How to Make Money on Medium Without Showing Up Every Day
You don’t need to be ON all the time

I only wrote three articles for Medium in January, and though I tried to log in every day to read what others were writing and interact with the community, that didn’t happen.
Family things have been firmly in the way of late.
But that hasn’t made this month a bad one for me and Medium.
Ignore the common advice
I read so many articles back in October, when I was starting out here, about how, if you want to do well on Medium, you need to show up — post two or more stories every week and read and respond to six or more articles every day.

There’s a lucrative market for content that tries to teach us how to make the most out of side hustles. But the techniques are often exhausting, especially in January when it’s cold and dark and everyone has the flu.
Take a breath
I’m not going to say that the alternative I prefer is easier than “grind out content non-stop”, but it’s at least less frantic, and it’s advice you already know.

This will be my forty-ninth article on Medium. I posted 16 in October, 21 in November, 7 in December, and 3 in January.
Compared to a lot of writers on this platform, that output is tiny. Yet here are the results:

698 new followers in January and 23 new email subscribers (thank you all, by the way).

And I made $395.78 in January, which is $11.09 more than I made in November — the month I wrote 21 articles.
The old “quality over quantity” argument
There’s no secret recipe to success — and believe me, I’m as disappointed by that as you are.
Yes, you can post articles daily. You can even max out the 100 responses per day limit Medium has, but the chances of that effort paying off in a way that is fair to you and your time are slim.

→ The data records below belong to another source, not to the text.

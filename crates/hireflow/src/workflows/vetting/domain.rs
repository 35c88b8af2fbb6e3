use serde::{Deserialize, Serialize};

use super::catalog::{PipelineVariant, RouteToken, Stage};

/// Identifier wrapper for candidates moving through the vetting pipeline.
#[derive(Debug, Clone, PartialEq, Eq, Hash, Serialize, Deserialize)]
pub struct CandidateId(pub String);

/// Outcome status recorded against the most recent stage a candidate touched.
#[derive(Debug, Clone, Copy, PartialEq, Eq, Serialize, Deserialize)]
#[serde(rename_all = "snake_case")]
pub enum StageStatus {
    Passed,
    Failed,
    /// Booked but not yet completed. Only meaningful for the interview stage.
    Scheduled,
}

impl StageStatus {
    pub const fn label(self) -> &'static str {
        match self {
            Self::Passed => "passed",
            Self::Failed => "failed",
            Self::Scheduled => "scheduled",
        }
    }
}

/// The persisted `(lastStage, lastStatus)` pointer. This is the sole durable
/// state of the stage machine for a candidate; absence means "new candidate,
/// nothing attempted yet".
#[derive(Debug, Clone, Copy, PartialEq, Eq, Serialize, Deserialize)]
pub struct StageRecord {
    pub last_stage: Stage,
    pub last_status: StageStatus,
}

impl StageRecord {
    pub const fn new(last_stage: Stage, last_status: StageStatus) -> Self {
        Self {
            last_stage,
            last_status,
        }
    }

    /// `Scheduled` pairs only with the interview stage.
    pub fn status_is_valid(&self) -> bool {
        self.last_status != StageStatus::Scheduled || self.last_stage == Stage::Interview
    }
}

/// Where the UI should send the candidate next.
#[derive(Debug, Clone, Copy, PartialEq, Eq, Serialize, Deserialize)]
#[serde(rename_all = "snake_case", tag = "kind", content = "stage")]
pub enum RouteTarget {
    /// Present the given stage.
    Stage(Stage),
    /// Interview booked; show the holding view, neither retry nor advance.
    AwaitingInterview,
    /// Coding test failed; terminal feedback view, not a retry.
    CodingFeedback,
    /// Every stage of the pipeline passed.
    Completed,
}

impl RouteTarget {
    pub const fn route_token(self) -> RouteToken {
        match self {
            Self::Stage(stage) => stage.route_token(),
            Self::AwaitingInterview => RouteToken("interview-pending"),
            Self::CodingFeedback => RouteToken("coding-feedback"),
            Self::Completed => RouteToken("vetting-complete"),
        }
    }
}

/// Computed next action for a candidate. Transient; never persisted.
#[derive(Debug, Clone, PartialEq, Eq, Serialize, Deserialize)]
pub struct RouteDecision {
    pub target: RouteTarget,
    pub is_retry: bool,
    /// Present when the stored record did not belong to the candidate's
    /// current pipeline and the policy fell back to a restart.
    #[serde(skip_serializing_if = "Option::is_none")]
    pub consistency: Option<StageConsistencyWarning>,
}

impl RouteDecision {
    pub(crate) const fn advance(target: RouteTarget) -> Self {
        Self {
            target,
            is_retry: false,
            consistency: None,
        }
    }

    pub(crate) const fn retry(stage: Stage) -> Self {
        Self {
            target: RouteTarget::Stage(stage),
            is_retry: true,
            consistency: None,
        }
    }
}

/// Non-fatal signal that a stored stage record does not belong to the
/// candidate's current pipeline (role changed, or corrupt/legacy data). The
/// policy restarts the pipeline; operators should investigate the drift.
#[derive(Debug, Clone, PartialEq, Eq, Serialize, Deserialize)]
pub struct StageConsistencyWarning {
    pub recorded_stage: Stage,
    pub recorded_status: StageStatus,
    pub pipeline: PipelineVariant,
}

/// Candidate-submitted assessment material handed to an external scorer. The
/// payload shape belongs to the scorer; the core never inspects it.
#[derive(Debug, Clone, PartialEq, Serialize, Deserialize)]
pub struct AssessmentSubmission {
    pub stage: Stage,
    pub payload: serde_json::Value,
}

/// Pass/fail report produced by an external assessment scorer. The core only
/// consumes the booleans; the raw score is carried for the caller's benefit.
#[derive(Debug, Clone, PartialEq, Serialize, Deserialize)]
pub struct GradedOutcome {
    pub stage: Stage,
    pub score: f32,
    pub passed: bool,
    #[serde(default)]
    pub scheduled: bool,
}

/// Generated assessment content cached between visits to a stage.
#[derive(Debug, Clone, PartialEq, Eq, Serialize, Deserialize)]
#[serde(rename_all = "snake_case", tag = "kind")]
pub enum AssessmentArtifact {
    McqBatch { questions: Vec<McqQuestion> },
    CodingAssignments { assignments: Vec<CodingAssignment> },
}

#[derive(Debug, Clone, PartialEq, Eq, Serialize, Deserialize)]
pub struct McqQuestion {
    pub prompt: String,
    pub options: Vec<String>,
    pub answer_index: usize,
}

#[derive(Debug, Clone, PartialEq, Eq, Serialize, Deserialize)]
pub struct CodingAssignment {
    pub title: String,
    pub brief: String,
    pub time_limit_minutes: u32,
}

The best way to earn on this platform is to make sure your stories are good enough that they don’t stop earning a day or a week after you post them.
You don’t want to be surviving article to article. Unless you do, in which case carry on, but if you’re hoping for some passive income, it’s quality over quantity every time.
Quality means a higher chance of articles getting boosted, it means readers who’ll keep coming back because they know they can trust you, and it means people sharing your stuff on their social media.
How to write quality articles?
Study.
“The more you write, the better you get at it” isn’t necessarily true. At least it’s not efficient. I wrote loads as a teenager and improved at a snail’s crawl because I didn’t know what I didn’t know.
The best way to get better at writing is to 1) read good stories and study how the authors write, and 2) read articles, watch videos, or whatever works for you on how to write better.
Make your titles and subtitles shine, figure out SEO descriptions, and write things that people want to read. That’s how to do well on this platform.
But also just enjoy your time here. If you love posting loads of articles, I’m happy for you. I only don’t want you feeling as if it’s something you have to do.